Collected data
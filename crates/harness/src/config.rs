//! Suite configuration
//!
//! Everything is environment-sourced; unset options fall back to the
//! defaults a local Rancher + Elemental dev setup uses. The suite never
//! prompts and never writes configuration.

use std::env;
use std::path::PathBuf;
use std::str::FromStr;
use std::time::Duration;

use crate::error::{Error, Result};

/// Maturity level of the Elemental operator artifacts under test.
#[derive(Debug, Clone, Copy, PartialEq, Eq, Default)]
pub enum Channel {
    #[default]
    Dev,
    Staging,
    Stable,
}

impl Channel {
    pub fn as_str(&self) -> &'static str {
        match self {
            Channel::Dev => "dev",
            Channel::Staging => "staging",
            Channel::Stable => "stable",
        }
    }
}

impl FromStr for Channel {
    type Err = Error;

    fn from_str(s: &str) -> Result<Self> {
        match s {
            "dev" => Ok(Channel::Dev),
            "staging" => Ok(Channel::Staging),
            "stable" => Ok(Channel::Stable),
            other => Err(Error::InvalidConfig(format!(
                "unknown operator channel {other:?} (expected dev, staging or stable)"
            ))),
        }
    }
}

/// Recognized environment options.
#[derive(Debug, Clone)]
pub struct Config {
    /// Dashboard base URL (`E2E_BASE_URL`)
    pub base_url: String,
    /// Admin login (`E2E_USERNAME` / `E2E_PASSWORD`)
    pub username: String,
    pub password: String,
    /// Reuse the authenticated state across scenarios (`E2E_CACHE_SESSION`)
    pub cache_session: bool,
    /// Account flavor driving some scenarios ("user" switches to the
    /// unprivileged login) (`E2E_UI_ACCOUNT`)
    pub ui_account: Option<String>,
    /// Name of the Elemental cluster under test (`E2E_CLUSTER_NAME`)
    pub cluster_name: String,
    /// Kubernetes version string shown in the version picker
    /// (`E2E_K8S_VERSION`), e.g. "v1.26.8+rke2r1"
    pub k8s_version: String,
    /// OS image used by the k3s upgrade path (`E2E_UPGRADE_IMAGE`)
    pub upgrade_image: String,
    /// "elemental" enables the proxy branch of cluster creation
    /// (`E2E_PROXY`)
    pub proxy: Option<String>,
    /// Operator artifact maturity (`E2E_OPERATOR_CHANNEL`)
    pub operator_channel: Channel,
    /// Default scenario group filter (`E2E_TEST_TAG`)
    pub test_tag: String,
    /// Where the browser drops downloads (`E2E_DOWNLOAD_DIR`)
    pub download_dir: PathBuf,
    /// Attach to an existing WebDriver endpoint instead of spawning
    /// chromedriver (`E2E_WEBDRIVER_URL`)
    pub webdriver_url: Option<String>,
    /// Post-action settle quantum (`E2E_SETTLE_MS`)
    pub settle: Duration,
}

impl Config {
    /// Read the recognized options from the environment.
    pub fn from_env() -> Self {
        let mut cfg = Self::default();
        if let Ok(v) = env::var("E2E_BASE_URL") {
            cfg.base_url = v.trim_end_matches('/').to_string();
        }
        if let Ok(v) = env::var("E2E_USERNAME") {
            cfg.username = v;
        }
        if let Ok(v) = env::var("E2E_PASSWORD") {
            cfg.password = v;
        }
        if let Ok(v) = env::var("E2E_CACHE_SESSION") {
            cfg.cache_session = matches!(v.as_str(), "1" | "true" | "yes");
        }
        cfg.ui_account = env::var("E2E_UI_ACCOUNT").ok();
        if let Ok(v) = env::var("E2E_CLUSTER_NAME") {
            cfg.cluster_name = v;
        }
        if let Ok(v) = env::var("E2E_K8S_VERSION") {
            cfg.k8s_version = v;
        }
        if let Ok(v) = env::var("E2E_UPGRADE_IMAGE") {
            cfg.upgrade_image = v;
        }
        cfg.proxy = env::var("E2E_PROXY").ok();
        if let Ok(v) = env::var("E2E_OPERATOR_CHANNEL") {
            match v.parse() {
                Ok(ch) => cfg.operator_channel = ch,
                Err(e) => tracing::warn!("ignoring E2E_OPERATOR_CHANNEL: {e}"),
            }
        }
        if let Ok(v) = env::var("E2E_TEST_TAG") {
            cfg.test_tag = v;
        }
        if let Ok(v) = env::var("E2E_DOWNLOAD_DIR") {
            cfg.download_dir = PathBuf::from(v);
        }
        cfg.webdriver_url = env::var("E2E_WEBDRIVER_URL").ok();
        if let Ok(v) = env::var("E2E_SETTLE_MS") {
            if let Ok(ms) = v.parse::<u64>() {
                cfg.settle = Duration::from_millis(ms);
            }
        }
        cfg
    }

    /// Whether the cluster under test runs the given Kubernetes flavor
    /// ("rke2" or "k3s").
    pub fn is_k8s(&self, flavor: &str) -> bool {
        self.k8s_version.contains(flavor)
    }

    /// Whether the proxy branch of cluster creation is requested.
    pub fn proxy_enabled(&self) -> bool {
        self.proxy.as_deref() == Some("elemental")
    }
}

impl Default for Config {
    fn default() -> Self {
        Self {
            base_url: "https://localhost".to_string(),
            username: "admin".to_string(),
            password: "password".to_string(),
            cache_session: false,
            ui_account: None,
            cluster_name: "mycluster".to_string(),
            k8s_version: "v1.26.8+rke2r1".to_string(),
            upgrade_image: "registry.opensuse.org/isv/rancher/elemental/dev/containers/suse/sle-micro-iso:5.4".to_string(),
            proxy: None,
            operator_channel: Channel::Dev,
            test_tag: "main".to_string(),
            download_dir: PathBuf::from("downloads"),
            webdriver_url: None,
            settle: Duration::from_millis(1000),
        }
    }
}
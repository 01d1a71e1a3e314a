//! Global timing interceptor
//!
//! The dashboard re-renders asynchronously after most interactions; scripts
//! that fire the next action immediately race the render and fail
//! intermittently. [`Settled`] wraps a [`Browser`] and sleeps one fixed
//! quantum after each intercepted verb — navigate, click, type, clear,
//! reload and the text-assertion waits — before yielding back to the
//! caller. The policy is applied once, at harness construction, so no call
//! site can opt out; pure reads used inside polling loops are exempt so
//! poll budgets stay honest.
//!
//! The delay never verifies that settling actually happened. Real flakiness
//! still surfaces downstream as assertion timeouts.

use std::path::{Path, PathBuf};
use std::sync::atomic::{AtomicU64, Ordering};
use std::time::Duration;

use async_trait::async_trait;
use tokio::time::sleep;

use crate::browser::{Browser, KeyStroke, Scope, SessionState};
use crate::error::Result;
use crate::poll::PollBudget;
use crate::target::Target;

/// Browser decorator injecting a fixed post-action settle delay.
pub struct Settled<B> {
    inner: B,
    quantum: Duration,
    delays: AtomicU64,
}

impl<B> Settled<B> {
    pub fn new(inner: B, quantum: Duration) -> Self {
        Self {
            inner,
            quantum,
            delays: AtomicU64::new(0),
        }
    }

    /// Number of settle delays applied so far. One per intercepted
    /// primitive invocation, never more — nested macros do not compound.
    pub fn delays_applied(&self) -> u64 {
        self.delays.load(Ordering::Relaxed)
    }

    async fn settle(&self) {
        self.delays.fetch_add(1, Ordering::Relaxed);
        if !self.quantum.is_zero() {
            sleep(self.quantum).await;
        }
    }
}

#[async_trait]
impl<B: Browser> Browser for Settled<B> {
    async fn goto(&self, path: &str) -> Result<()> {
        let res = self.inner.goto(path).await;
        self.settle().await;
        res
    }

    async fn reload(&self) -> Result<()> {
        let res = self.inner.reload().await;
        self.settle().await;
        res
    }

    async fn current_path(&self) -> Result<String> {
        self.inner.current_path().await
    }

    async fn click(&self, target: &Target) -> Result<()> {
        let res = self.inner.click(target).await;
        self.settle().await;
        res
    }

    async fn type_text(&self, target: &Target, text: &str) -> Result<()> {
        let res = self.inner.type_text(target, text).await;
        self.settle().await;
        res
    }

    async fn clear(&self, target: &Target) -> Result<()> {
        let res = self.inner.clear(target).await;
        self.settle().await;
        res
    }

    async fn press(&self, key: KeyStroke) -> Result<()> {
        self.inner.press(key).await
    }

    async fn type_active(&self, text: &str) -> Result<()> {
        self.inner.type_active(text).await
    }

    async fn attach_file(&self, target: &Target, path: &Path) -> Result<()> {
        self.inner.attach_file(target, path).await
    }

    async fn text_of(&self, target: &Target) -> Result<String> {
        self.inner.text_of(target).await
    }

    async fn count(&self, target: &Target) -> Result<usize> {
        self.inner.count(target).await
    }

    async fn page_text(&self) -> Result<String> {
        self.inner.page_text().await
    }

    async fn is_disabled(&self, target: &Target) -> Result<bool> {
        self.inner.is_disabled(target).await
    }

    async fn wait_for_text(&self, scope: &Scope, text: &str, budget: PollBudget) -> Result<()> {
        let res = self.inner.wait_for_text(scope, text, budget).await;
        self.settle().await;
        res
    }

    async fn wait_gone(&self, scope: &Scope, text: &str, budget: PollBudget) -> Result<()> {
        let res = self.inner.wait_gone(scope, text, budget).await;
        self.settle().await;
        res
    }

    async fn watch_request(&self, method: &str, path_prefix: &str) -> Result<()> {
        self.inner.watch_request(method, path_prefix).await
    }

    async fn wait_for_request(&self, path_prefix: &str, budget: PollBudget) -> Result<()> {
        self.inner.wait_for_request(path_prefix, budget).await
    }

    async fn snapshot_session(&self) -> Result<SessionState> {
        self.inner.snapshot_session().await
    }

    async fn restore_session(&self, state: &SessionState) -> Result<()> {
        self.inner.restore_session(state).await
    }

    async fn screenshot(&self, name: &str) -> Result<PathBuf> {
        self.inner.screenshot(name).await
    }
}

[Problem requirements]:
Reproduce exactly, please, only the lines from the start of the data above to the line that contains "use std::env;", with both ends kept.

[Output below]:
filename crates/harness/src/config.rs
//! Suite configuration
//!
//! Everything is environment-sourced; unset options fall back to the
//! defaults a local Rancher + Elemental dev setup uses. The suite never
//! prompts and never writes configuration.

use std::env;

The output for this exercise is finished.